Work to be completed.
Where the word "channel" shows up in the entries below, please copy the whole line.

Supplied entries.

+ + + +

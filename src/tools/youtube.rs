//! YouTube video search and transcripts via yt-dlp.

use super::{Transcript, VideoHit, VideoSource};
use crate::error::{AdapterError, AdapterResult};
use async_trait::async_trait;
use regex::Regex;
use std::path::{Path, PathBuf};
use tracing::{debug, info, instrument};

/// YouTube video source backed by the `yt-dlp` binary.
pub struct YoutubeSource {
    video_id_regex: Regex,
    markup_regex: Regex,
    max_results: usize,
    language: String,
    temp_dir: PathBuf,
}

impl YoutubeSource {
    pub fn new(max_results: usize, language: &str, temp_dir: PathBuf) -> Self {
        // Matches various YouTube URL formats and bare video IDs
        let video_id_regex = Regex::new(
            r"(?x)
            (?:
                # Full YouTube URLs
                (?:https?://)?
                (?:www\.|m\.)?
                (?:youtube\.com/watch\?v=|youtu\.be/|youtube\.com/embed/|youtube\.com/shorts/)
                ([a-zA-Z0-9_-]{11})
            )
            |
            # Bare video ID (11 characters)
            ^([a-zA-Z0-9_-]{11})$
        ",
        )
        .expect("valid video id regex");

        // Inline cue timing and styling tags in auto-generated subtitles
        let markup_regex = Regex::new(r"<[^>]*>").expect("valid markup regex");

        Self {
            video_id_regex,
            markup_regex,
            max_results: max_results.max(1),
            language: language.to_string(),
            temp_dir,
        }
    }

    /// Extract video ID from a YouTube URL or bare ID.
    fn extract_video_id(&self, input: &str) -> Option<String> {
        let caps = self.video_id_regex.captures(input.trim())?;

        // Try group 1 (URL format) then group 2 (bare ID)
        caps.get(1)
            .or_else(|| caps.get(2))
            .map(|m| m.as_str().to_string())
    }

    async fn run_ytdlp(&self, args: &[&str]) -> AdapterResult<String> {
        let output = tokio::process::Command::new("yt-dlp")
            .args(args)
            .output()
            .await
            .map_err(|e| {
                if e.kind() == std::io::ErrorKind::NotFound {
                    AdapterError::ToolNotFound("yt-dlp".to_string())
                } else {
                    AdapterError::Unavailable(format!("Failed to run yt-dlp: {}", e))
                }
            })?;

        if !output.status.success() {
            let stderr = String::from_utf8_lossy(&output.stderr);
            return Err(AdapterError::Network(format!("yt-dlp failed: {}", stderr.trim())));
        }

        Ok(String::from_utf8_lossy(&output.stdout).into_owned())
    }

    /// Parse one line of `--dump-json --flat-playlist` output.
    fn parse_search_line(&self, line: &str) -> Option<VideoHit> {
        let json: serde_json::Value = serde_json::from_str(line).ok()?;

        let id = json["id"]
            .as_str()
            .or_else(|| json["url"].as_str())
            .map(|s| self.extract_video_id(s).unwrap_or_else(|| s.to_string()))?;

        Some(VideoHit {
            url: format!("https://www.youtube.com/watch?v={}", id),
            title: json["title"].as_str().unwrap_or("Unknown Title").to_string(),
            channel: json["channel"]
                .as_str()
                .or_else(|| json["uploader"].as_str())
                .map(|s| s.to_string()),
            duration_seconds: json["duration"].as_f64().map(|d| d as u32),
            id,
        })
    }

    /// Resolve a transcript query to a single video.
    async fn resolve_video(&self, query: &str) -> AdapterResult<VideoHit> {
        if let Some(id) = self.extract_video_id(query) {
            return Ok(VideoHit {
                url: format!("https://www.youtube.com/watch?v={}", id),
                title: id.clone(),
                channel: None,
                duration_seconds: None,
                id,
            });
        }

        self.search_videos(query)
            .await?
            .into_iter()
            .next()
            .ok_or_else(|| AdapterError::NotFound(format!("No video matches '{}'", query)))
    }

    /// Flatten WebVTT subtitles into plain text.
    ///
    /// Auto-generated captions repeat each line across rolling cues, so
    /// consecutive duplicates are dropped.
    fn vtt_to_text(&self, vtt: &str) -> String {
        let mut lines: Vec<String> = Vec::new();

        for raw in vtt.lines() {
            let line = raw.trim();
            if line.is_empty()
                || line == "WEBVTT"
                || line.contains("-->")
                || line.starts_with("Kind:")
                || line.starts_with("Language:")
                || line.starts_with("NOTE")
                || line.chars().all(|c| c.is_ascii_digit())
            {
                continue;
            }

            let text = self.markup_regex.replace_all(line, "").trim().to_string();
            if text.is_empty() || lines.last() == Some(&text) {
                continue;
            }
            lines.push(text);
        }

        lines.join(" ")
    }
}

/// First file in `dir` with the given extension.
fn find_with_extension(dir: &Path, extension: &str) -> Option<PathBuf> {
    std::fs::read_dir(dir)
        .ok()?
        .flatten()
        .map(|entry| entry.path())
        .find(|path| path.to_string_lossy().ends_with(extension))
}

#[async_trait]
impl VideoSource for YoutubeSource {
    #[instrument(skip(self))]
    async fn search_videos(&self, query: &str) -> AdapterResult<Vec<VideoHit>> {
        let query = query.trim();
        if query.is_empty() {
            return Err(AdapterError::InvalidArguments("Empty video search query".to_string()));
        }

        let target = format!("ytsearch{}:{}", self.max_results, query);
        let stdout = self
            .run_ytdlp(&["--dump-json", "--flat-playlist", "--no-warnings", &target])
            .await?;

        let hits: Vec<VideoHit> = stdout
            .lines()
            .filter(|l| !l.trim().is_empty())
            .filter_map(|l| self.parse_search_line(l))
            .collect();

        debug!("Video search returned {} hits", hits.len());
        Ok(hits)
    }

    #[instrument(skip(self))]
    async fn get_transcript(&self, query: &str) -> AdapterResult<Transcript> {
        if query.trim().is_empty() {
            return Err(AdapterError::InvalidArguments("Empty transcript query".to_string()));
        }

        let video = self.resolve_video(query).await?;
        info!("Fetching transcript for {}", video.id);

        std::fs::create_dir_all(&self.temp_dir)
            .map_err(|e| AdapterError::Unavailable(format!("Cannot create temp dir: {}", e)))?;
        let work_dir = tempfile::Builder::new()
            .prefix("subs-")
            .tempdir_in(&self.temp_dir)
            .map_err(|e| AdapterError::Unavailable(format!("Cannot create temp dir: {}", e)))?;

        let template = work_dir.path().join("%(id)s.%(ext)s");
        let languages = format!("{}.*,{}", self.language, self.language);
        self.run_ytdlp(&[
            "--skip-download",
            "--write-subs",
            "--write-auto-subs",
            "--write-info-json",
            "--sub-format",
            "vtt",
            "--sub-langs",
            &languages,
            "--no-warnings",
            "--quiet",
            "--output",
            template.to_str().unwrap_or_default(),
            &video.url,
        ])
        .await?;

        let title = find_with_extension(work_dir.path(), ".info.json")
            .and_then(|path| std::fs::read_to_string(path).ok())
            .and_then(|json| serde_json::from_str::<serde_json::Value>(&json).ok())
            .and_then(|json| json["title"].as_str().map(|s| s.to_string()))
            .unwrap_or(video.title);

        let subtitles = find_with_extension(work_dir.path(), ".vtt").ok_or_else(|| {
            AdapterError::NotFound(format!("No transcript available for video {}", video.id))
        })?;
        let vtt = std::fs::read_to_string(&subtitles)
            .map_err(|e| AdapterError::Malformed(format!("Unreadable subtitles: {}", e)))?;

        let text = self.vtt_to_text(&vtt);
        if text.is_empty() {
            return Err(AdapterError::NotFound(format!(
                "Transcript for video {} is empty",
                video.id
            )));
        }

        Ok(Transcript {
            video_id: video.id,
            title,
            url: video.url,
            text,
        })
    }
}

#[cfg(test)]
mod tests {
    use super::*;

    fn source() -> YoutubeSource {
        YoutubeSource::new(5, "en", std::env::temp_dir())
    }

    #[test]
    fn test_extract_video_id() {
        let source = source();

        assert_eq!(
            source.extract_video_id("https://www.youtube.com/watch?v=dQw4w9WgXcQ"),
            Some("dQw4w9WgXcQ".to_string())
        );
        assert_eq!(
            source.extract_video_id("https://youtu.be/dQw4w9WgXcQ"),
            Some("dQw4w9WgXcQ".to_string())
        );
        assert_eq!(
            source.extract_video_id("dQw4w9WgXcQ"),
            Some("dQw4w9WgXcQ".to_string())
        );

        // Topics are not IDs
        assert_eq!(source.extract_video_id("interest rate cuts"), None);
        assert_eq!(source.extract_video_id(""), None);
    }

    #[test]
    fn test_parse_search_line() {
        let line = r#"{"id": "dQw4w9WgXcQ", "title": "Fed explains rate cuts", "channel": "Econ", "duration": 612.0}"#;
        let hit = source().parse_search_line(line).unwrap();

        assert_eq!(hit.id, "dQw4w9WgXcQ");
        assert_eq!(hit.title, "Fed explains rate cuts");
        assert_eq!(hit.url, "https://www.youtube.com/watch?v=dQw4w9WgXcQ");
        assert_eq!(hit.channel.as_deref(), Some("Econ"));
        assert_eq!(hit.duration_seconds, Some(612));

        assert!(source().parse_search_line("not json").is_none());
    }

    #[test]
    fn test_vtt_to_text_strips_cues_and_rolling_duplicates() {
        let vtt = "WEBVTT\nKind: captions\nLanguage: en\n\n\
            1\n00:00:00.000 --> 00:00:02.000\nwelcome<00:00:01.000><c> back</c>\n\n\
            2\n00:00:02.000 --> 00:00:04.000\nwelcome back\ntoday we talk rates\n\n\
            3\n00:00:04.000 --> 00:00:06.000\ntoday we talk rates\n";

        assert_eq!(source().vtt_to_text(vtt), "welcome back today we talk rates");
    }

    #[tokio::test]
    async fn test_empty_query_is_rejected_without_running_ytdlp() {
        let err = source().search_videos("  ").await.unwrap_err();
        assert!(matches!(err, AdapterError::InvalidArguments(_)));
    }
}
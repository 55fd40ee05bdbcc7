//! OpenAI chat completions backend with function calling.

use super::{BackendReply, ModelBackend};
use crate::agent::{Agent, Tool};
use crate::config::BackendSettings;
use crate::conversation::{Message, Role, ToolInvocation};
use crate::error::{Result, SwitchboardError};
use crate::openai::create_client_with_timeout;
use async_openai::types::{
    ChatCompletionMessageToolCall, ChatCompletionRequestAssistantMessageArgs,
    ChatCompletionRequestMessage, ChatCompletionRequestSystemMessageArgs,
    ChatCompletionRequestToolMessageArgs, ChatCompletionRequestUserMessageArgs, ChatCompletionTool,
    ChatCompletionToolType, CreateChatCompletionRequestArgs, FunctionCall, FunctionObject,
};
use async_trait::async_trait;
use std::time::Duration;
use tracing::{debug, instrument, warn};

/// Backend calling the OpenAI chat completions API.
pub struct OpenAIBackend {
    client: async_openai::Client<async_openai::config::OpenAIConfig>,
    model: String,
    temperature: f32,
    max_tokens: u32,
}

impl OpenAIBackend {
    pub fn new(settings: &BackendSettings) -> Result<Self> {
        Ok(Self {
            client: create_client_with_timeout(Duration::from_secs(settings.timeout_seconds))?,
            model: settings.model.clone(),
            temperature: settings.temperature,
            max_tokens: settings.max_tokens,
        })
    }
}

fn build_error(e: impl std::fmt::Display) -> SwitchboardError {
    SwitchboardError::Backend(e.to_string())
}

/// Reasoning models reject sampling parameters.
fn is_reasoning_model(model: &str) -> bool {
    model.starts_with("o1") || model.starts_with("o3") || model.starts_with("o4")
}

/// Early reasoning models accept neither system messages nor tools.
fn is_legacy_reasoning_model(model: &str) -> bool {
    model.starts_with("o1-mini") || model.starts_with("o1-preview")
}

/// Convert a conversation message to the OpenAI request format.
fn to_request_message(message: &Message) -> Result<ChatCompletionRequestMessage> {
    let converted: ChatCompletionRequestMessage = match message.role {
        Role::System => ChatCompletionRequestSystemMessageArgs::default()
            .content(message.content.clone())
            .build()
            .map_err(build_error)?
            .into(),
        Role::User => ChatCompletionRequestUserMessageArgs::default()
            .content(message.content.clone())
            .build()
            .map_err(build_error)?
            .into(),
        Role::Assistant => {
            let mut args = ChatCompletionRequestAssistantMessageArgs::default();
            if !message.content.is_empty() {
                args.content(message.content.clone());
            }
            if !message.tool_calls.is_empty() {
                let calls: Vec<ChatCompletionMessageToolCall> = message
                    .tool_calls
                    .iter()
                    .map(|call| ChatCompletionMessageToolCall {
                        id: call.id.clone(),
                        r#type: ChatCompletionToolType::Function,
                        function: FunctionCall {
                            name: call.name.clone(),
                            arguments: call.arguments.clone(),
                        },
                    })
                    .collect();
                args.tool_calls(calls);
            }
            args.build().map_err(build_error)?.into()
        }
        Role::Tool => {
            let call_id = message.tool_call_id.as_deref().ok_or_else(|| {
                SwitchboardError::Backend("tool message without a call id".to_string())
            })?;
            ChatCompletionRequestToolMessageArgs::default()
                .tool_call_id(call_id)
                .content(message.content.clone())
                .build()
                .map_err(build_error)?
                .into()
        }
    };
    Ok(converted)
}

/// Full request sequence for one invocation: agent instructions, then `messages`.
///
/// For legacy reasoning models system messages are sent with the user role.
fn request_messages(
    agent: &Agent,
    messages: &[Message],
    model: &str,
) -> Result<Vec<ChatCompletionRequestMessage>> {
    let legacy = is_legacy_reasoning_model(model);
    std::iter::once(Message::system(agent.instructions()))
        .chain(messages.iter().cloned())
        .map(|message| match message.role {
            Role::System if legacy => to_request_message(&Message::user(message.content)),
            _ => to_request_message(&message),
        })
        .collect()
}

/// Function definitions for the agent's tools. Transfers take no arguments.
pub fn tool_definitions(agent: &Agent) -> Vec<ChatCompletionTool> {
    agent
        .tools()
        .iter()
        .map(|tool| {
            let (description, parameters) = match tool {
                Tool::Data(data) => (data.description().to_string(), data.parameters()),
                Tool::Transfer(target) => (
                    format!(
                        "Transfer control to the {} agent, which will continue the conversation.",
                        target.replace('_', " ")
                    ),
                    serde_json::json!({ "type": "object", "properties": {} }),
                ),
            };

            ChatCompletionTool {
                r#type: ChatCompletionToolType::Function,
                function: FunctionObject {
                    name: tool.name(),
                    description: Some(description),
                    parameters: Some(parameters),
                    strict: None,
                },
            }
        })
        .collect()
}

#[async_trait]
impl ModelBackend for OpenAIBackend {
    #[instrument(skip(self, agent, messages), fields(agent = agent.name(), messages = messages.len()))]
    async fn complete(&self, agent: &Agent, messages: &[Message]) -> Result<BackendReply> {
        let model = agent.model().unwrap_or(&self.model);

        // Instructions lead every invocation without joining the shared sequence
        let sequence = request_messages(agent, messages, model)?;

        let tools = tool_definitions(agent);
        if !tools.is_empty() && is_legacy_reasoning_model(model) {
            warn!("{} does not support tools; {} will only answer directly", model, agent.name());
        }

        let mut args = CreateChatCompletionRequestArgs::default();
        args.model(model)
            .messages(sequence)
            .max_completion_tokens(self.max_tokens);
        if !tools.is_empty() && !is_legacy_reasoning_model(model) {
            args.tools(tools);
        }
        if !is_reasoning_model(model) {
            args.temperature(self.temperature);
        }
        let request = args.build().map_err(build_error)?;

        let response = self
            .client
            .chat()
            .create(request)
            .await
            .map_err(|e| SwitchboardError::Backend(format!("Chat API error: {}", e)))?;

        let choice = response
            .choices
            .into_iter()
            .next()
            .ok_or_else(|| SwitchboardError::Backend("No response from model".to_string()))?;

        let content = choice.message.content.filter(|c| !c.trim().is_empty());
        match choice.message.tool_calls {
            Some(calls) if !calls.is_empty() => {
                debug!("Model requested {} tool calls", calls.len());
                Ok(BackendReply::ToolCalls {
                    content,
                    calls: calls
                        .into_iter()
                        .map(|call| ToolInvocation {
                            id: call.id,
                            name: call.function.name,
                            arguments: call.function.arguments,
                        })
                        .collect(),
                })
            }
            _ => Ok(BackendReply::Text(content.unwrap_or_default())),
        }
    }
}

#[cfg(test)]
mod tests {
    use super::*;
    use crate::agent::AgentRegistry;
    use crate::config::Prompts;

    #[test]
    fn test_tool_definitions_include_transfers() {
        let registry = AgentRegistry::standard(&Prompts::default()).unwrap();
        let podcast = registry.get("podcast_agent").unwrap();

        let names: Vec<String> = tool_definitions(podcast)
            .into_iter()
            .map(|t| t.function.name)
            .collect();
        assert_eq!(names, vec!["get_episodes_by_title", "transfer_to_episode_analyzer"]);

        let explainer = registry.get("explainer").unwrap();
        assert!(tool_definitions(explainer).is_empty());
    }

    #[test]
    fn test_message_conversion() {
        let request = Message::tool_request(
            None,
            vec![ToolInvocation {
                id: "call_1".to_string(),
                name: "web_search".to_string(),
                arguments: r#"{"query":"rates"}"#.to_string(),
            }],
        );
        assert!(matches!(
            to_request_message(&request).unwrap(),
            ChatCompletionRequestMessage::Assistant(_)
        ));

        let result = Message::tool_result("call_1", "no results");
        assert!(matches!(
            to_request_message(&result).unwrap(),
            ChatCompletionRequestMessage::Tool(_)
        ));

        let orphan = Message::new(Role::Tool, "lost");
        assert!(to_request_message(&orphan).is_err());
    }

    #[test]
    fn test_reasoning_models_detected() {
        assert!(is_reasoning_model("o1-mini"));
        assert!(!is_reasoning_model("gpt-4o"));
        assert!(is_legacy_reasoning_model("o1-mini"));
        assert!(!is_legacy_reasoning_model("o3-mini"));
    }

    #[test]
    fn test_legacy_reasoning_model_gets_instructions_as_user_message() {
        let registry = AgentRegistry::standard(&Prompts::default()).unwrap();
        let explainer = registry.get("explainer").unwrap();
        let messages = vec![
            Message::system("Available podcast episodes: none"),
            Message::user("What is inflation?"),
        ];

        let legacy = request_messages(explainer, &messages, "o1-mini").unwrap();
        assert_eq!(legacy.len(), 3);
        assert!(legacy
            .iter()
            .all(|m| matches!(m, ChatCompletionRequestMessage::User(_))));

        let regular = request_messages(explainer, &messages, "gpt-4o").unwrap();
        assert!(matches!(regular[0], ChatCompletionRequestMessage::System(_)));
        assert!(matches!(regular[1], ChatCompletionRequestMessage::System(_)));
    }
}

+ + + +

Exercise solution.
            channel: json["channel"]
                channel: None,
        let line = r#"{"id": "dQw4w9WgXcQ", "title": "Fed explains rate cuts", "channel": "Econ", "duration": 612.0}"#;
        assert_eq!(hit.channel.as_deref(), Some("Econ"));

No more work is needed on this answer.